Сегодня, когда псевдорынок дал себя знать многочисленными негативными последствиями, и в условиях глобализации кинематографического процесса стало совершенно очевидно, что выживание и возрождение российского кино требует регулирования его и «сверху», с особой остротой встает вопрос о содержании такого регулирования, его идеологии.

Впрочем, важно и то, насколько кинематографическое сообщество психологически готово к признанию правомерности регулирования «сверху». Как отмечалось выше, сама мысль, о его необходимости, может быть воспринята как ностальгия по прошлому. Показательна в этом отношении политическая двойственность в реакции кинематографического сообщества на решения государства относительно новых «правил игры» в «перестроечное» прошлое.

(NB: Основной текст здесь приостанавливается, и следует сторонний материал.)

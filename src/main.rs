use clap::Parser;
use mdlstyle::catalog::Catalog;
use mdlstyle::cli::toml_config::TomlConfig;
use mdlstyle::cli::{format, Cli, Commands, OutputFormat, ShowFormat};
use mdlstyle::{discover, loader};
use std::path::{Path, PathBuf};
use std::process;
use tracing_subscriber::EnvFilter;

fn init_tracing() {
    tracing_subscriber::fmt()
        .with_env_filter(
            EnvFilter::try_from_default_env().unwrap_or_else(|_| EnvFilter::new("warn")),
        )
        .with_writer(std::io::stderr)
        .with_target(false)
        .init();
}

fn fail(e: impl std::fmt::Display) -> ! {
    eprintln!("\x1b[31merror\x1b[0m: {}", e);
    process::exit(2);
}

/// Settings are optional: a missing default file means "no overrides".
fn read_settings(path: &Path) -> TomlConfig {
    if !path.exists() {
        tracing::debug!(path = %path.display(), "no settings file, using defaults");
        return TomlConfig::default();
    }
    TomlConfig::from_file(path).unwrap_or_else(|e| fail(e))
}

fn settings_dir(path: &Path) -> PathBuf {
    path.parent()
        .filter(|p| !p.as_os_str().is_empty())
        .map(Path::to_path_buf)
        .unwrap_or_else(|| PathBuf::from("."))
}

fn main() {
    init_tracing();
    let cli = Cli::parse();

    match cli.command {
        Commands::Show {
            style,
            config,
            format: output_format,
            all,
        } => {
            let settings = read_settings(&config);
            let style_path = style.unwrap_or_else(|| settings.style_path(&settings_dir(&config)));
            let overrides = settings.overrides().unwrap_or_else(|e| fail(e));

            let rule_config = loader::load_file(&style_path).unwrap_or_else(|e| fail(e));
            let rule_config = loader::extend(rule_config, &overrides);

            let catalog = Catalog::builtin();
            catalog.warn_unknown(&rule_config);

            let rendered = if all {
                let resolved = catalog.resolve(&rule_config);
                match output_format {
                    ShowFormat::Pretty => Ok(format::pretty_resolved(&resolved)),
                    ShowFormat::Json => format::json_resolved(&resolved),
                    ShowFormat::Toml => format::toml_resolved(&resolved),
                }
            } else {
                match output_format {
                    ShowFormat::Pretty => Ok(format::pretty_config(&rule_config, &catalog)),
                    ShowFormat::Json => format::json_config(&rule_config),
                    ShowFormat::Toml => format::toml_config(&rule_config),
                }
            };
            print!("{}", rendered.unwrap_or_else(|e| fail(e)));
            if output_format == ShowFormat::Json {
                println!();
            }
        }
        Commands::Check {
            paths,
            config,
            format: output_format,
        } => {
            let settings = read_settings(&config);
            let files = discover::discover(&paths, &settings.mdlstyle.patterns)
                .unwrap_or_else(|e| fail(e));
            let result = discover::check_all(&files);

            match output_format {
                OutputFormat::Pretty => format::print_check_pretty(&result),
                OutputFormat::Json => {
                    println!("{}", format::json_check(&result).unwrap_or_else(|e| fail(e)))
                }
            }

            process::exit(if result.has_failures() { 1 } else { 0 });
        }
    }
}
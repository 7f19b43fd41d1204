//! Publish/subscribe event engine for the tessella object model.
//!
//! [`Evented`] owns a per-object listener registry and a set of event-parent
//! edges. Dispatch is synchronous and single-threaded: `fire` does not
//! return until every matching listener, and all transitive propagation to
//! event parents, has completed. Listeners may add or remove listeners of
//! the type being dispatched; an in-flight pass never invokes an entry
//! removed from under it.
//!
//! Types that want the behavior implement [`WithEvents`] and delegate to an
//! owned `Rc<Evented>`.

pub mod event;
pub mod evented;
pub mod listener;

pub use event::Event;
pub use evented::{Evented, WithEvents};
pub use listener::{Listener, ListenerHandle, ListenerId};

Изначально обновлению общества было задано некое тройственное – и можно сказать, типовое – направление: демократизация, гласность, хозрасчет. На эти маяки сразу же, словно по команде, взял курс революционно настроенный кинематографический корабль, руководимый новыми лидерами CK СССР. Цели и новые социально-организационные формы, их последствия не были должным образом взвешены, соотнесены и увязаны. Позже такой подход в работе правления CK СССР обрел форму «аппаратчины», критикуя которую В. Абдрашитов сетовал: Главное – необходимо как бы принять решение, а затем внедрять его, не вникая ни во что. Потому что главное для нас – политический аспект решения. В стране только заговорили о хозрасчете – тот самый передовой союз, конечно, первым должен громогласно заявить о переходе на хозрасчет. «Последствия для аппаратчины – это частности. Главное – политический аспект» [11].

Приняв установку на демократизацию, гласность и хозрасчет как руководство к действию, лидеры Союза кинематографистов СССР пытались в то же время проинтерпретировать ее таким образом, чтобы кино дистанцировалось от проблем, которым озабочено общество и государство. Идеологической платформой киноперестройки явилось постановление Совета Министров СССР «О перестройке творческой, организационной и экономической деятельности в советской кинематографии» от 18 ноября 1989 г.

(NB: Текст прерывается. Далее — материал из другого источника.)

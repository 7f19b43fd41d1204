//! Behavioral templates for the tessella object model.
//!
//! A [`Template`] is a named set of instance behaviors, static values,
//! merged default options, and ordered initialization hooks. Templates form
//! single-inheritance chains built once at definition time; mixins
//! ([`BehaviorSet`]) are flattened in at extension time and keep no identity
//! of their own afterwards.
//!
//! An [`Instance`] created from a template resolves options through a
//! copy-on-write overlay over the template's defaults, runs the `initialize`
//! behavior and then every init hook in the chain (root ancestor first), and
//! composes [`tessella_events::Evented`] so it can fire and listen for
//! events.

pub mod instance;
pub mod options;
pub mod template;

pub use instance::{ClassError, Instance};
pub use options::{options_from_toml, OptionsError};
pub use template::{BehaviorSet, InitHook, MethodFn, Template, TemplateSpec};

// Re-export the pieces consumers need to work with evented instances.
pub use tessella_events::{Event, Evented, Listener, ListenerHandle, WithEvents};
pub use tessella_util::{JsonMap, Stamp};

Оглашая это постановление Совмина на IX пленуме правления CK СССР, его секретарь А. Смирнов заметил: «Все-таки осталась «общественная значимость», как я не выживал ее из текста». Этот импровизированный комментарий адресовался той части правительственного постановления, где говорилось о необходимости утвердить порядок установления дифференцированных нормативов отчислений в бюджет от прибыли (дохода) кино- и видеозрелищных предприятий, организаций и учреждений в зависимости от вида и качества кинообслуживания, а также общественной значимости и идейно-художественной ценности демонстрируемых произведений. Спрашивается, почему критерий «общественной значимости» вызывал возражения?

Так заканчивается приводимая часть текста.